In the initial model with reading comprehension as the only person level characteristic, the effect was significant (β = 0.26, p < .001). For the model with additional reader characteristics, the following main effects were found: background knowledge (Grades 10–12 Form), F(1, 1021) = 30.82, p < .0001; sight word reading efficiency, F(1, 1022) = 128.35, p < .0001; and vocabulary, F(1, 1022) = 128.35, p < .0001. The effect of working memory did not reach statistical significance, F(1, 1022) = 3.90, p < .00484. The Grade 7–9 Form for background knowledge was not included in the model because the effect was not significant in preliminary analyses. There was no main effect of reading comprehension after controlling for all covariates, F(1, 1023) = 0.90, p = .3432. Of importance, the interaction between reading comprehension and inferential condition was significant, F(1, 15,533) = 11.94, p < .0005, such that at higher levels of reading comprehension causal items were read faster than temporal items. Conversely, at lower levels of reading comprehension, reading speed was similar in both conditions. Figure 3 depicts the interaction between reading comprehension and inferential condition for items of average difficulty level. Finally, the effect size for comprehension using the 20th percentile as a cutoff was moderate (d = 0.52, SE = 0.05), 95% confidence interval (CI) [0.42, 0.62], and indicated that adequate comprehenders were half a standard deviation better on inference making than struggling comprehenders. The effect size for condition (d = 0.25, SE = 0.04), 95% CI [0.16, 0.33], as well as the interaction (d = 0.22, SE = 0.04), 95% CI [0.14, 0.31], were smaller but significant.
FIGURE 3.
Interaction between reading comprehension and condition.
DISCUSSION
This study of adolescent readers investigated individual differences in the integrity of online knowledge-text integration processes as a function of reading comprehension level. The large sample size allowed us to investigate these knowledge-text integration processes across the continuum of comprehension skill in order to provide a more accurate and generalizable estimate of effects. In addition, the use of random effects modeling, taking into account person and text characteristics, provided a stringent test of whether putative individual differences in the relation of inference and comprehension could be explained by other factors such as reading fluency, word and world knowledge, and working memory.

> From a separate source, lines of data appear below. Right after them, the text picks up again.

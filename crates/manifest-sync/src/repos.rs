use crate::config::DEFAULT_REPOSITORY;
use crate::{Error, Result};
use serde::{Deserialize, Serialize};
use std::collections::BTreeMap;
use std::fs;
use std::path::Path;

const DEFAULT_REPOSITORY_NAME: &str = "FairyRoot";

#[derive(Debug, Serialize, Deserialize)]
struct CatalogFile {
    #[serde(default, skip_serializing_if = "Option::is_none")]
    default: Option<String>,
    #[serde(flatten)]
    repositories: BTreeMap<String, String>,
}

/// Named repository references that archives can be fetched from.
///
/// Loaded from a JSON object such as:
///
/// ```json
/// {
///     "default": "Fairyvmos/BlankTMing",
///     "FairyRoot": "Fairyvmos/BlankTMing"
/// }
/// ```
#[derive(Debug, Clone, PartialEq, Eq)]
pub struct RepositoryCatalog {
    default: String,
    repositories: BTreeMap<String, String>,
}

impl Default for RepositoryCatalog {
    fn default() -> Self {
        let mut repositories = BTreeMap::new();
        repositories.insert(
            DEFAULT_REPOSITORY_NAME.to_string(),
            DEFAULT_REPOSITORY.to_string(),
        );
        Self {
            default: DEFAULT_REPOSITORY.to_string(),
            repositories,
        }
    }
}

impl RepositoryCatalog {
    /// Load a catalog file, or the built-in catalog if the file is absent.
    pub fn load<P: AsRef<Path>>(path: P) -> Result<Self> {
        let path = path.as_ref();
        if !path.exists() {
            log::info!(
                "{} not found; using built-in repository list",
                path.display()
            );
            return Ok(Self::default());
        }

        let text = fs::read_to_string(path)?;
        Self::from_json(&text)
            .map_err(|e| Error::Config(format!("{}: {}", path.display(), e)))
    }

    /// Parse a catalog from JSON text.
    pub fn from_json(text: &str) -> std::result::Result<Self, serde_json::Error> {
        let file: CatalogFile = serde_json::from_str(text)?;
        let default = file
            .default
            .unwrap_or_else(|| DEFAULT_REPOSITORY.to_string());
        let mut repositories = file.repositories;

        if !repositories.values().any(|reference| *reference == default) {
            repositories.insert(default.clone(), default.clone());
        }

        Ok(Self {
            default,
            repositories,
        })
    }

    /// Write the built-in catalog to `path`.
    pub fn write_default<P: AsRef<Path>>(path: P) -> Result<()> {
        let catalog = Self::default();
        let file = CatalogFile {
            default: Some(catalog.default),
            repositories: catalog.repositories,
        };
        let text =
            serde_json::to_string_pretty(&file).map_err(|e| Error::Config(e.to_string()))?;

        let path = path.as_ref();
        if let Some(parent) = path.parent() {
            fs::create_dir_all(parent)?;
        }
        fs::write(path, text)?;
        Ok(())
    }

    /// Reference used when nothing (or something unknown) is selected.
    pub fn default_reference(&self) -> &str {
        &self.default
    }

    /// Display names of all repositories.
    pub fn names(&self) -> impl Iterator<Item = &str> {
        self.repositories.keys().map(String::as_str)
    }

    /// Look up a repository by display name.
    pub fn get(&self, name: &str) -> Option<&str> {
        self.repositories.get(name).map(String::as_str)
    }

    /// Resolve a selected display name to a repository reference.
    pub fn resolve(&self, name: Option<&str>) -> &str {
        match name {
            Some(name) => self.get(name).unwrap_or_else(|| {
                log::warn!("Unknown repository '{}'; using {}", name, self.default);
                self.default.as_str()
            }),
            None => self.default.as_str(),
        }
    }
}

#[cfg(test)]
mod tests {
    use super::*;
    use tempfile::tempdir;

    #[test]
    fn test_missing_file_uses_builtin() {
        let dir = tempdir().unwrap();
        let catalog = RepositoryCatalog::load(dir.path().join("repo.json")).unwrap();
        assert_eq!(catalog.default_reference(), DEFAULT_REPOSITORY);
        assert_eq!(catalog.get("FairyRoot"), Some(DEFAULT_REPOSITORY));
    }

    #[test]
    fn test_parse_named_entries() {
        let catalog = RepositoryCatalog::from_json(
            r#"{"default": "b/two", "One": "a/one", "Two": "b/two"}"#,
        )
        .unwrap();

        assert_eq!(catalog.default_reference(), "b/two");
        assert_eq!(catalog.resolve(Some("One")), "a/one");
        assert_eq!(catalog.resolve(Some("Nope")), "b/two");
        assert_eq!(catalog.resolve(None), "b/two");
        assert_eq!(catalog.names().collect::<Vec<_>>(), vec!["One", "Two"]);
    }

    #[test]
    fn test_default_not_listed_is_added() {
        let catalog =
            RepositoryCatalog::from_json(r#"{"default": "c/three", "One": "a/one"}"#).unwrap();
        assert_eq!(catalog.get("c/three"), Some("c/three"));
    }

    #[test]
    fn test_malformed_file_is_config_error() {
        let dir = tempdir().unwrap();
        let path = dir.path().join("repo.json");
        fs::write(&path, "{ not json").unwrap();

        let err = RepositoryCatalog::load(&path).unwrap_err();
        assert!(matches!(err, Error::Config(_)));
    }

    #[test]
    fn test_write_default_round_trip() {
        let dir = tempdir().unwrap();
        let path = dir.path().join("conf").join("repo.json");
        RepositoryCatalog::write_default(&path).unwrap();

        let loaded = RepositoryCatalog::load(&path).unwrap();
        assert_eq!(loaded, RepositoryCatalog::default());
    }
}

There were individual differences in knowledge-based bridging inferences that were reliably associated with reading comprehension. At higher levels of comprehension, the pattern of findings was similar to that reported in studies of skilled adult readers; specifically, more skilled comprehenders read the second sentence in a stronger causal sequence of events more quickly than they did in a temporal or weaker causal sequence of events (Singer et al., 1992). In contrast, less skilled comprehenders did not show this reading time advantage for causal versus temporal sequences. Of importance, this effect remained significant even when reading fluency, word and world knowledge, and working memory were in the model. The fact that knowledge-based bridging inference shows substantial and consistent variation between individuals who differ in comprehension ability and that these individual differences are not accounted for by other inference- and comprehension-related abilities makes this type of inference a good candidate for a skill that is intrinsic to comprehension rather than simply a cognitive correlate of comprehension (Perfetti & Adlof, 2012).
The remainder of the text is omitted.